Exercise details>
Report the number of lines in the data below that hold "cancel", without any other words.

Stored data
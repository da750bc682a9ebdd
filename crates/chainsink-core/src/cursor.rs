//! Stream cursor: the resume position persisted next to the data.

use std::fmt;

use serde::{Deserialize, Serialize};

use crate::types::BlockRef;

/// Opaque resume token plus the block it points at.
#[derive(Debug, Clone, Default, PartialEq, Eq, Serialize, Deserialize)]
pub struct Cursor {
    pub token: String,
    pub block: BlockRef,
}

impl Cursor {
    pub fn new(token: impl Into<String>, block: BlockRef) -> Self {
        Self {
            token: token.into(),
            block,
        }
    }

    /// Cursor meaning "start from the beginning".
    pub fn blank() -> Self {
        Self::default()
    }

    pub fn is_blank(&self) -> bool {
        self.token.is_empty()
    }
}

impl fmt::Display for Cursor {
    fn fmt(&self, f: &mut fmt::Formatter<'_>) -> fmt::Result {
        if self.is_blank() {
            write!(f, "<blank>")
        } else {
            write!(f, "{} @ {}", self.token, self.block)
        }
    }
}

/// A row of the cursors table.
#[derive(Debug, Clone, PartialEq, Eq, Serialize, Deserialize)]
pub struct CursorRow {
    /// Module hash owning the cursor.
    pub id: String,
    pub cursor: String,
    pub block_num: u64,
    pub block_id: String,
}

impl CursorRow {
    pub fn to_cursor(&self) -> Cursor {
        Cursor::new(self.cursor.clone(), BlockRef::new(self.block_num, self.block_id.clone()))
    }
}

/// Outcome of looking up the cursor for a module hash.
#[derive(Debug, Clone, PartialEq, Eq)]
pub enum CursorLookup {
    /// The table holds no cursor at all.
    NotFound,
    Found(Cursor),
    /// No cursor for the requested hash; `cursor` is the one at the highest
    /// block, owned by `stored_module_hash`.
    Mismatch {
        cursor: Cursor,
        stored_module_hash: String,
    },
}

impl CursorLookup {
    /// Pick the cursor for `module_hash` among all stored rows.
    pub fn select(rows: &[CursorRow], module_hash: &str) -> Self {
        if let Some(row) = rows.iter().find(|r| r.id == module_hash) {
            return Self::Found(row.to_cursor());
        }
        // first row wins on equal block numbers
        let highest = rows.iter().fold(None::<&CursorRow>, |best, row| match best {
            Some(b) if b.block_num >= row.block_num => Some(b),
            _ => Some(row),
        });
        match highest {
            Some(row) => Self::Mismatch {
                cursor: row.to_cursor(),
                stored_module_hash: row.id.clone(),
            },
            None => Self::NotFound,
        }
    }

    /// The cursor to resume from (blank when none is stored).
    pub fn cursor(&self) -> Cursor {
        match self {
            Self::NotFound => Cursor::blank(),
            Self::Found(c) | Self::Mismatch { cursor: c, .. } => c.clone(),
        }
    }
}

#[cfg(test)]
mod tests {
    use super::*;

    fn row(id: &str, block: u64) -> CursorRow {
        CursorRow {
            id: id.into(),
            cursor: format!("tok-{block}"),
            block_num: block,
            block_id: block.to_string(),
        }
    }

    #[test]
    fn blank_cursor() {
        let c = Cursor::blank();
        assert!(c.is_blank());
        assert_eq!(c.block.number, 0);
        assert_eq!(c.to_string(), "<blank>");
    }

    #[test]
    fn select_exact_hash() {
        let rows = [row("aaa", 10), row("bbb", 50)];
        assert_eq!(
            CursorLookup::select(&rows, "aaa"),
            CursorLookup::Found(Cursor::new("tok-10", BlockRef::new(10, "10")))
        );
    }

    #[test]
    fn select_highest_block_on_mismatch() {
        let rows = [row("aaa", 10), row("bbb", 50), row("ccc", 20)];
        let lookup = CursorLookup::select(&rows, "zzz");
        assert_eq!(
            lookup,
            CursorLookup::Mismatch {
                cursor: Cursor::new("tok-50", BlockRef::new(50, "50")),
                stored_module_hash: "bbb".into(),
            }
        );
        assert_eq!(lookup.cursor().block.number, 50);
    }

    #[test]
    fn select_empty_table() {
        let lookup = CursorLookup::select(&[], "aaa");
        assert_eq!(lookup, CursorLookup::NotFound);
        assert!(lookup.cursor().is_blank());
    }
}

---

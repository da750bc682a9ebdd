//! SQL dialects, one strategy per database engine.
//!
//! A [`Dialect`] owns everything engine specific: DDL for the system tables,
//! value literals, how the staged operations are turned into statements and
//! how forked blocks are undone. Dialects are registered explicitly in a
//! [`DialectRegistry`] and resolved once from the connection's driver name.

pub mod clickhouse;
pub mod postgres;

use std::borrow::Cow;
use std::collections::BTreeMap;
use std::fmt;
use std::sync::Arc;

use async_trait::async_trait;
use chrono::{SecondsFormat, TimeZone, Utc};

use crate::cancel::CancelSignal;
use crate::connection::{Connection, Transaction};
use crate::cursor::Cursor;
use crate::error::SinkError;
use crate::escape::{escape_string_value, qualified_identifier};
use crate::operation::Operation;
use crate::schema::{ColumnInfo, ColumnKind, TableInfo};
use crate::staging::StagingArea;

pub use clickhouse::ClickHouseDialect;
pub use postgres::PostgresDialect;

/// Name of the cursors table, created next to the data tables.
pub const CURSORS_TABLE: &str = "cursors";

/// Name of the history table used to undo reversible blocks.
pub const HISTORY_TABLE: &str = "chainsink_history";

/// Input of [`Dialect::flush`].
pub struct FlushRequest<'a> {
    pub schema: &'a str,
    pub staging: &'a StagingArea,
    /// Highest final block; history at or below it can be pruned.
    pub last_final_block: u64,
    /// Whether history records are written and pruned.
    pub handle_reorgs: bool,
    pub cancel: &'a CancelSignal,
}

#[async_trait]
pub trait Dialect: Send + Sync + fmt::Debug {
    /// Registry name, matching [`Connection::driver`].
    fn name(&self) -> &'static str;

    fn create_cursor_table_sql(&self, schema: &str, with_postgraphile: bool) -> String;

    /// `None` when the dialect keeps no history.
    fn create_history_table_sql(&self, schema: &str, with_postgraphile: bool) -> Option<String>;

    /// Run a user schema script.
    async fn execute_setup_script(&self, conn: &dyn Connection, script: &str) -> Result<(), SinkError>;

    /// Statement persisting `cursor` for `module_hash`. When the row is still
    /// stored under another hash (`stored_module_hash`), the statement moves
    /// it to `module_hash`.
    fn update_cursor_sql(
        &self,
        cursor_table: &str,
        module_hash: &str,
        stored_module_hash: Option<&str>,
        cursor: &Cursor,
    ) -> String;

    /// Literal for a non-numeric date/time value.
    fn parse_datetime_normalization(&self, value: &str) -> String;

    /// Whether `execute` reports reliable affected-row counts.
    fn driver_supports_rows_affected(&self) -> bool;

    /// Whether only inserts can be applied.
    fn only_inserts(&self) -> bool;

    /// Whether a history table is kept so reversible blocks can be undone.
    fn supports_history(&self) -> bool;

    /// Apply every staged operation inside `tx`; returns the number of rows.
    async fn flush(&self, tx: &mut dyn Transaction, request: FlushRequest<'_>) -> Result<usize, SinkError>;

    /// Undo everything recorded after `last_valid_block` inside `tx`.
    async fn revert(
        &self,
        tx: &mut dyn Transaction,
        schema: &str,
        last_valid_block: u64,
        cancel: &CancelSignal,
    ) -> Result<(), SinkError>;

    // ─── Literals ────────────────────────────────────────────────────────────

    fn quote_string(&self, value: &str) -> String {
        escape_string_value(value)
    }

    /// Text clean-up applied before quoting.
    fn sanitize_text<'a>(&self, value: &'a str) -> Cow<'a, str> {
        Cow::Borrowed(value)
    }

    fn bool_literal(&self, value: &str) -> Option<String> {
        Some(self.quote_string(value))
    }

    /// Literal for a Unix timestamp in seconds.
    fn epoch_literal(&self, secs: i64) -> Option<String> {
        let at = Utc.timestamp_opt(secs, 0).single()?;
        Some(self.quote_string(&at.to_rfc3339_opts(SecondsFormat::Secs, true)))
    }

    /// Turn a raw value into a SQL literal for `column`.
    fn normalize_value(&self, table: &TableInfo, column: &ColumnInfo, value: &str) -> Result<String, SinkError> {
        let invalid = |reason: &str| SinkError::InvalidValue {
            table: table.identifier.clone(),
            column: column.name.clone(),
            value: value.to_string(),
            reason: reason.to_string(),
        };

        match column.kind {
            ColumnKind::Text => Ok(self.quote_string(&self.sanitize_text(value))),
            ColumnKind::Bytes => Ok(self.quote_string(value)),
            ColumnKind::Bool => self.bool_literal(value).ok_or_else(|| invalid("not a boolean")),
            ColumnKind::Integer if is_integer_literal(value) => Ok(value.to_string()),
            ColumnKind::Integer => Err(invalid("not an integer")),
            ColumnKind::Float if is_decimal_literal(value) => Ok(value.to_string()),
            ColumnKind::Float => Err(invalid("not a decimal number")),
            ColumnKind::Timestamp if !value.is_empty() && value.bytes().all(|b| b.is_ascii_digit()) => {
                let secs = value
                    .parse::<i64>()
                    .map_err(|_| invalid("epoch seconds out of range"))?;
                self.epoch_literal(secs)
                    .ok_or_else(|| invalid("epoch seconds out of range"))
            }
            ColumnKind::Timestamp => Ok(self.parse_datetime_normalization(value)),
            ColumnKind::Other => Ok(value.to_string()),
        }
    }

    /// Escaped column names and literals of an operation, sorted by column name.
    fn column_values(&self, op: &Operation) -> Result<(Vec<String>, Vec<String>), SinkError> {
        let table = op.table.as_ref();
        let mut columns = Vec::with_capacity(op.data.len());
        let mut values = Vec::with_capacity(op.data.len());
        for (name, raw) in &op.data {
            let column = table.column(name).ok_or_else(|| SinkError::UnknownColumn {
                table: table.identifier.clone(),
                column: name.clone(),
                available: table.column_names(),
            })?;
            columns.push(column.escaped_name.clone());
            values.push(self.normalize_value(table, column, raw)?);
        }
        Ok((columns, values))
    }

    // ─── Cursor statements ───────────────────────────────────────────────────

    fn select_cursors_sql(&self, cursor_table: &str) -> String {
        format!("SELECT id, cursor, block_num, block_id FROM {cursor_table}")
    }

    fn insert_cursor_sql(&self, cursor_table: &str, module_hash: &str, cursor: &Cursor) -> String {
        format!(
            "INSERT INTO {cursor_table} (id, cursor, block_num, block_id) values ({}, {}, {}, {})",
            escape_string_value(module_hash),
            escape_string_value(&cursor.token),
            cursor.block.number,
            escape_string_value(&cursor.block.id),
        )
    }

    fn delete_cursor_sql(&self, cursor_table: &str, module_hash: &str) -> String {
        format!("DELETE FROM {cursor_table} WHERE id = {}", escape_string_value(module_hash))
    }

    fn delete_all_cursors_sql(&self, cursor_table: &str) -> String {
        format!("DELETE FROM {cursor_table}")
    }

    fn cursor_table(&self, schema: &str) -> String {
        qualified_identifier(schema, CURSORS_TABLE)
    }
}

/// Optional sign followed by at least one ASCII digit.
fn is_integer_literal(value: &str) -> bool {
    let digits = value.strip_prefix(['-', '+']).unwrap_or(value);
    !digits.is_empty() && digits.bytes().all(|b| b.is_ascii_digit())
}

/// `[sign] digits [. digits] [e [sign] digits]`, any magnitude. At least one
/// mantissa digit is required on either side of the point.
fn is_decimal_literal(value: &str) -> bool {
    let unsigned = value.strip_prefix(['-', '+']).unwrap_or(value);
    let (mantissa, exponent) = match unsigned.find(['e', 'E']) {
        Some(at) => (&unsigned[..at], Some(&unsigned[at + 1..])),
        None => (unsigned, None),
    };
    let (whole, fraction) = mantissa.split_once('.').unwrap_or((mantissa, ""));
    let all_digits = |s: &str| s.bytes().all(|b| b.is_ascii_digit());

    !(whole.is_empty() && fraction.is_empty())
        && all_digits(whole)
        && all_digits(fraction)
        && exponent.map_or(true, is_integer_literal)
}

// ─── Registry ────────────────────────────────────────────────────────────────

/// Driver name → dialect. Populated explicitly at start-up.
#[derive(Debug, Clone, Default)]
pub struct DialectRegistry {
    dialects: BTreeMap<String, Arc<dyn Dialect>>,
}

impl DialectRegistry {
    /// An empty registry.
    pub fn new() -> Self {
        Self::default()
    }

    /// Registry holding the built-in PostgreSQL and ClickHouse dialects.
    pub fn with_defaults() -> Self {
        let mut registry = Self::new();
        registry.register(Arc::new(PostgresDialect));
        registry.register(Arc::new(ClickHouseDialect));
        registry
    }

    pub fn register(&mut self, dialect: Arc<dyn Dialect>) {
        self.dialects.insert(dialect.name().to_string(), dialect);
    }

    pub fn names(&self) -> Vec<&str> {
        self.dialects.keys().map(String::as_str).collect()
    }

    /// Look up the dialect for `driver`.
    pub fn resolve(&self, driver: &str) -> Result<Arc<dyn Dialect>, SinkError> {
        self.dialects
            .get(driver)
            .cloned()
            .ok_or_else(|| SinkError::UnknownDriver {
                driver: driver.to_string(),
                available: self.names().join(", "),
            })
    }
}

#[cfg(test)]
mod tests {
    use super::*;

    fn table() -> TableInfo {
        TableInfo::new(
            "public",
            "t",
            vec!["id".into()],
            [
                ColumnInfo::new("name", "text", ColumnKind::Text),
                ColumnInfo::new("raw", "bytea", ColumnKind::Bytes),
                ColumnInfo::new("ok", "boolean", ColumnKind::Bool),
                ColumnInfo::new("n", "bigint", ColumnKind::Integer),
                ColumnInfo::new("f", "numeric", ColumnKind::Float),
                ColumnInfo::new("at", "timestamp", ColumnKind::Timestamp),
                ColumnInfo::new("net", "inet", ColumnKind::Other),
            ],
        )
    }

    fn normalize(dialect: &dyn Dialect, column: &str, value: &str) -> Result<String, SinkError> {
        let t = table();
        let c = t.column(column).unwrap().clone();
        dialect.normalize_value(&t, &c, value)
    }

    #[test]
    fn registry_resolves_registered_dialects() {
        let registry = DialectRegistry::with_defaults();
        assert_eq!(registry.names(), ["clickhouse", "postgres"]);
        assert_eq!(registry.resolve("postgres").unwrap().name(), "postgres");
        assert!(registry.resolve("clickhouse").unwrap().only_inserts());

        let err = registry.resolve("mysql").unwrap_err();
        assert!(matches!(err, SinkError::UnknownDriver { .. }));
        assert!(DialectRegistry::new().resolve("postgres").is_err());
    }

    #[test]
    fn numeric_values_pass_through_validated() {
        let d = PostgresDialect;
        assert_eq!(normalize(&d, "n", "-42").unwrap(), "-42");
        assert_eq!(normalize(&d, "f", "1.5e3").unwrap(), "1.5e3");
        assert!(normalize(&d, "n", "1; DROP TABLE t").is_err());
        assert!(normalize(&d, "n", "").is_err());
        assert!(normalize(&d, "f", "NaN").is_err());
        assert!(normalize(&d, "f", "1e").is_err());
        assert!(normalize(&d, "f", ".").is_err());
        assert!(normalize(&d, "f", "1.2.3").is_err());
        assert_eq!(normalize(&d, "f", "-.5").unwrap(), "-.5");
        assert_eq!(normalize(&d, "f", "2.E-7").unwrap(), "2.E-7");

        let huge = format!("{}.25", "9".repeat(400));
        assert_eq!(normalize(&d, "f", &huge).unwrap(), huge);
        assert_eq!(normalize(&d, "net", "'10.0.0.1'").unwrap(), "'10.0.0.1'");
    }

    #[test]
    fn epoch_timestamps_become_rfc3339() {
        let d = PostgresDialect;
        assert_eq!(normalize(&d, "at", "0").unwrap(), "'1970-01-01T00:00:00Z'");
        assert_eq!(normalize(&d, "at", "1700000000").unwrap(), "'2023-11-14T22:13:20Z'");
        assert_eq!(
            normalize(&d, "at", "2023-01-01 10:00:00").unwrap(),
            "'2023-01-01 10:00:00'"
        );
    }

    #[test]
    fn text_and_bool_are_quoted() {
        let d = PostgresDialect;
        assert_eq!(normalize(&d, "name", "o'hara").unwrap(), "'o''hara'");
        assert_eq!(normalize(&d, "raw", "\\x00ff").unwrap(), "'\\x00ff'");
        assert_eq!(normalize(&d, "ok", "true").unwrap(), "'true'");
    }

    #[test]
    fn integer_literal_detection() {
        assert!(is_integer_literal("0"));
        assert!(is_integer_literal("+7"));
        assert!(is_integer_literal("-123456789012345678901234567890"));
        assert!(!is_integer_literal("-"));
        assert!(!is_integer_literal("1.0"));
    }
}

---

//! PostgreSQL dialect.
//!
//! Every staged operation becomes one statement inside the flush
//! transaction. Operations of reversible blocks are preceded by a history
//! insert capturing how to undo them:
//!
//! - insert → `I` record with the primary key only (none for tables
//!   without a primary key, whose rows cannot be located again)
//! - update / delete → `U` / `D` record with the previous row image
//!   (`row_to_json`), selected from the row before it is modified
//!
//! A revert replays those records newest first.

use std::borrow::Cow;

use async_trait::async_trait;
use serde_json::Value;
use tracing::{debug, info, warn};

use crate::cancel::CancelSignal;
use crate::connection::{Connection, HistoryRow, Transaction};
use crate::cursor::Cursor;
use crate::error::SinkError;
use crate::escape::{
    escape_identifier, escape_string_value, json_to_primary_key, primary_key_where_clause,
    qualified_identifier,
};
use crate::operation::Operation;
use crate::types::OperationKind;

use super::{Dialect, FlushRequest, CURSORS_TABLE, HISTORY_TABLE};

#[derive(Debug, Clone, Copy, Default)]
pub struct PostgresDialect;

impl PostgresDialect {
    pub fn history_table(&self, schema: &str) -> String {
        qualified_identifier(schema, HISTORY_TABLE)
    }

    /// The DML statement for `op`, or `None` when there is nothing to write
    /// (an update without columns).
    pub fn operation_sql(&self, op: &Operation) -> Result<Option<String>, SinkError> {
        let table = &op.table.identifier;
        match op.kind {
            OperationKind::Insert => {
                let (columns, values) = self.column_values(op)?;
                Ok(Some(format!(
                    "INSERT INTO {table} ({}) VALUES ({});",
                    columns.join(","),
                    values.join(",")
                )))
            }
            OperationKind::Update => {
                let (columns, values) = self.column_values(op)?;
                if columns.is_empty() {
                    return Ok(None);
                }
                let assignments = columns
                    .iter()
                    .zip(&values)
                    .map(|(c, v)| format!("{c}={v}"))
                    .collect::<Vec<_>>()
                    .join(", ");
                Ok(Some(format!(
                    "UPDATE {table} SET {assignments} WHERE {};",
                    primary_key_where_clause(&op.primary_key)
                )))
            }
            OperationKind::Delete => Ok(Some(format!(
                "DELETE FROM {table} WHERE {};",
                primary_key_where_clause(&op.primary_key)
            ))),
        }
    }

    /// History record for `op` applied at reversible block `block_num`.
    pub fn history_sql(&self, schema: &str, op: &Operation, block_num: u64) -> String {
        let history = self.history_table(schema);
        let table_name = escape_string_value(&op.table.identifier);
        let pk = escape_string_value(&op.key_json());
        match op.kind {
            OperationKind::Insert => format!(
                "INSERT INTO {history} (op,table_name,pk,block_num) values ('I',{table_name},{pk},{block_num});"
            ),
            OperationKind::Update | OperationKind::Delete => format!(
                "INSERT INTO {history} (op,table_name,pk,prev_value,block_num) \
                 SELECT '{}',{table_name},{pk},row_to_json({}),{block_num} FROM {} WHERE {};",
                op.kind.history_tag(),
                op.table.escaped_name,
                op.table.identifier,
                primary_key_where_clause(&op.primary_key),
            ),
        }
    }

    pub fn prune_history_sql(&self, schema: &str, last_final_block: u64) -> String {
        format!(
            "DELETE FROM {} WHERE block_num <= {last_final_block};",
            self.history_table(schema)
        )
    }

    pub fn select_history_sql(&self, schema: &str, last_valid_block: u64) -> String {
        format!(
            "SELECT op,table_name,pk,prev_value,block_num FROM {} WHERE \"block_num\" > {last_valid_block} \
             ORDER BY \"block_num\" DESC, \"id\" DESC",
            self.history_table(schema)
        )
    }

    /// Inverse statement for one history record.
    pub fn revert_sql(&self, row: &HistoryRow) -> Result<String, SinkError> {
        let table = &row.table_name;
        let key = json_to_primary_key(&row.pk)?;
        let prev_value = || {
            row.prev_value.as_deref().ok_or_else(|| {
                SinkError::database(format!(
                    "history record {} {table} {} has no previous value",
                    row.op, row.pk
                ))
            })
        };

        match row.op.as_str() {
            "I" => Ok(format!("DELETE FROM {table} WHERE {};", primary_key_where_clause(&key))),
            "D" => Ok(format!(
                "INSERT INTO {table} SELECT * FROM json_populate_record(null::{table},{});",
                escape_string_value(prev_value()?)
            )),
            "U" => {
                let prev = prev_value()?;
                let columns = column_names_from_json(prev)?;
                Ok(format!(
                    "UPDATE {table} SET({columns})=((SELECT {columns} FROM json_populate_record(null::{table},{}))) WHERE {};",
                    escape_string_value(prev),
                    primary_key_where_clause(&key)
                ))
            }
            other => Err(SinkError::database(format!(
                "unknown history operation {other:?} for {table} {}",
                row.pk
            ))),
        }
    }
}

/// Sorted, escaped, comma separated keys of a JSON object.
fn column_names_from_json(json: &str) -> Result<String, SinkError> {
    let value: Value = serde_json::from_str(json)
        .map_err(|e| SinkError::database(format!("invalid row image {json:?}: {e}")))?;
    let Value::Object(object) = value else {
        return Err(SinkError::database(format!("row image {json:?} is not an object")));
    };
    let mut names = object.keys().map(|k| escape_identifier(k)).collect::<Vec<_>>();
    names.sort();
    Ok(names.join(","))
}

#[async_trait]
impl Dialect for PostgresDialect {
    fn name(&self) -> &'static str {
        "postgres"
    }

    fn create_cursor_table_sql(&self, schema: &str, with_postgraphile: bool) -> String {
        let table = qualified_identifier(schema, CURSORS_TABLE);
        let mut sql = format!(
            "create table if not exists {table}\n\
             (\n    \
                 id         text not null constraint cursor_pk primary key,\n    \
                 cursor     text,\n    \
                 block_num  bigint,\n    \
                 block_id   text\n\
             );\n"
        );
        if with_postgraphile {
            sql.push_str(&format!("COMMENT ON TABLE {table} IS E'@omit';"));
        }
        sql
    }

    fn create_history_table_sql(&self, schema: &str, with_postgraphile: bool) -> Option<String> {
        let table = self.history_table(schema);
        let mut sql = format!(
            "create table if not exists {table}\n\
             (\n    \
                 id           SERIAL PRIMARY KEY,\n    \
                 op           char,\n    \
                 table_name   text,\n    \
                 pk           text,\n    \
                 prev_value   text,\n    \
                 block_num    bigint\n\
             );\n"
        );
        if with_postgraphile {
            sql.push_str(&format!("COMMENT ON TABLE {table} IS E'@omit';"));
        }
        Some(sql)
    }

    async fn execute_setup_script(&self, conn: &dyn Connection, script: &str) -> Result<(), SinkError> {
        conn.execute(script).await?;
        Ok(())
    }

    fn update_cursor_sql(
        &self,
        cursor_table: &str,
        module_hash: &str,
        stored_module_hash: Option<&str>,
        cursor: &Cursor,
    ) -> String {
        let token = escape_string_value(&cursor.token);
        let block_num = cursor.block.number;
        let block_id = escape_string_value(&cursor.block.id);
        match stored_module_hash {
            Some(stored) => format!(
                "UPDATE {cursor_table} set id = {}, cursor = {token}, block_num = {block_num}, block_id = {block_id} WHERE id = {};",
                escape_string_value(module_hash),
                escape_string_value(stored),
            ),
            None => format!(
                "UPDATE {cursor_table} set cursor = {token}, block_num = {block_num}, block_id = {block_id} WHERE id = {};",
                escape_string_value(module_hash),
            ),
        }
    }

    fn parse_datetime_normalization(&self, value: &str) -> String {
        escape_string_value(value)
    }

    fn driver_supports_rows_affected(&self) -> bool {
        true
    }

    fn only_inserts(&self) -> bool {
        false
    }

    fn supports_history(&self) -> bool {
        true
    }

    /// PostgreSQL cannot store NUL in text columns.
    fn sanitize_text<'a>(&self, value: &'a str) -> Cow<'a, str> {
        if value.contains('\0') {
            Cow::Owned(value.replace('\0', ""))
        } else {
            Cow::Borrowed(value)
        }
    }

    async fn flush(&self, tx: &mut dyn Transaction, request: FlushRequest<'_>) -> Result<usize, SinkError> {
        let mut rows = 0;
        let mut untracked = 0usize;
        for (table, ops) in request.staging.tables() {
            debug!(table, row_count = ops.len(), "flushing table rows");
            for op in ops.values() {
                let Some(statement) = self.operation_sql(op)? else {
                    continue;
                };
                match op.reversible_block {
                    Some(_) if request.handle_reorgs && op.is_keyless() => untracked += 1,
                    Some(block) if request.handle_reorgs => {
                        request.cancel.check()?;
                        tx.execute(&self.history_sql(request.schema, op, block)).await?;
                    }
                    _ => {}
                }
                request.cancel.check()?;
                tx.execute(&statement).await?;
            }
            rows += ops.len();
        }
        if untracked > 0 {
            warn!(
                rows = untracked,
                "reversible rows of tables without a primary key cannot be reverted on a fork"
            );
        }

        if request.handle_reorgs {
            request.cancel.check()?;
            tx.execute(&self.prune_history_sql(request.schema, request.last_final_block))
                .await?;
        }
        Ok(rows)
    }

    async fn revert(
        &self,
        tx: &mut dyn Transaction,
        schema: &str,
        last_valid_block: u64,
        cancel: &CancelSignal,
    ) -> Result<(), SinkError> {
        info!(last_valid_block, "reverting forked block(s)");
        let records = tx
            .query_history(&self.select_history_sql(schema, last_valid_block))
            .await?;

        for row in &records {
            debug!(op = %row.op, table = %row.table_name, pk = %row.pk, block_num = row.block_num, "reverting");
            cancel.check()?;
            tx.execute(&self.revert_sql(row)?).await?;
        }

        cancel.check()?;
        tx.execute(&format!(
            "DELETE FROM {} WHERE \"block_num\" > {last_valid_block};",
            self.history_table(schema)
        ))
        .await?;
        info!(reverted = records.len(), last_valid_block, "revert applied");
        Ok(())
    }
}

Response>
10